More incomplete thoughts...
Ever since I was a kid, I can remember the face of David Suzuki. He was one of the first scientists to help us as a culture rethink our relationship to what has come to be called “the environment”. He brought popular attention to such issues as pollution, use of natural resources, and survival of species under threat of extinction. He has contributed a great deal to our awareness and action on many important issues. Yet I have seen many of my peers elevate this refound respect for “the environment” into a statement about “Nature” – as if somehow Nature as we experience it and see it operating is in itself somehow perfect.
Our language bogs down our thinking. Christians often use the terms “creation” and “nature” as if they refer to the same thing. They do not. Some commentators in the media have referred to the recent tsunami as an “act of God.” I suppose a case can be made that it was, but I believe a stronger case can be made that it was not.
Creation was (and is) an act of God. Creation itself was an act – God’s will was perfectly expressed in the creation – “it was very good”. What God desired and what God allowed to happen were one and the same. Is the “Nature” we speak of today the same thing as the “Creation” spoken of in Scripture? Or is it not?
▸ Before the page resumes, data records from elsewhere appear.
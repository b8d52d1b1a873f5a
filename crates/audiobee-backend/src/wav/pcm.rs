//! PCM hashing.

/// BLAKE3 hash of raw PCM bytes, hex encoded.
pub fn hash_pcm(pcm: &[u8]) -> String {
    blake3::hash(pcm).to_hex().to_string()
}
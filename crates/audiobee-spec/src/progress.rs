//! Progress callback carried by the render options.

use std::fmt;
use std::sync::Arc;

/// Error raised by a progress callback.
pub type ProgressError = Box<dyn std::error::Error + Send + Sync>;

/// Result returned by a progress callback. An `Err` aborts the render.
pub type ProgressResult = Result<(), ProgressError>;

type Callback = dyn Fn(f64) -> ProgressResult + Send + Sync;

/// Shared handle to a progress callback.
///
/// The callback receives the completed fraction of the render in [0, 1]. It is
/// called with 0 before any work starts and with 1 once every channel has been
/// rendered; calls in between are monotonically non-decreasing.
#[derive(Clone)]
pub struct ProgressReporter {
    callback: Arc<Callback>,
}

impl ProgressReporter {
    /// Wraps a fallible callback.
    pub fn new<F>(callback: F) -> Self
    where
        F: Fn(f64) -> ProgressResult + Send + Sync + 'static,
    {
        Self {
            callback: Arc::new(callback),
        }
    }

    /// Wraps a callback that cannot fail.
    pub fn infallible<F>(callback: F) -> Self
    where
        F: Fn(f64) + Send + Sync + 'static,
    {
        Self::new(move |fraction| {
            callback(fraction);
            Ok(())
        })
    }

    /// Invokes the callback.
    pub fn report(&self, fraction: f64) -> ProgressResult {
        (self.callback)(fraction)
    }
}

impl fmt::Debug for ProgressReporter {
    fn fmt(&self, f: &mut fmt::Formatter<'_>) -> fmt::Result {
        f.write_str("ProgressReporter(..)")
    }
}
If we believe that Creation is simply Nature as we experience it, we are left with a god for whom any event in nature is an expression of what that god desires and what that god allows to happen. Such a god would have to be held completely responsible for any and every event in nature. Not only on a large scale, but in every instance. Such a god would be actively responsible for all of nature – as if every event in nature perfectly reflected the desire of such a god for our world. I believe this is not the case. Such a god would then want nature to revolt against humanity.
It is the underside of the slogan “God made me this way”. It is an assumption that everything that appears in physical nature is exactly what God desires. It is a mistaken phrase. For it assumes that nature (including humanity) is exactly as God desired and intended it to be. It is mistaken on two grounds. It does not understand the difference between Creation and Nature; between what God desires, and what God allows. It is a poor pastoral response to that part of humanity which suffers because of the difference between creation and nature.
“God made me this way”. If I have a genetic predisposition to cancer, can I say “God made me this way”? – as if this was God’s perfect and final desire for me? If I have a birth defect of some kind, can I take comfort from the phrase “God made me this way”, or can I use that phrase to give comfort to grieving parents? Here is your child – “God made him that way”.
How do I know the difference between that which God intended in “Creation”, and that which I now see and experience in “Nature”? I know very little, but somehow I think I must at least start to figure out the difference.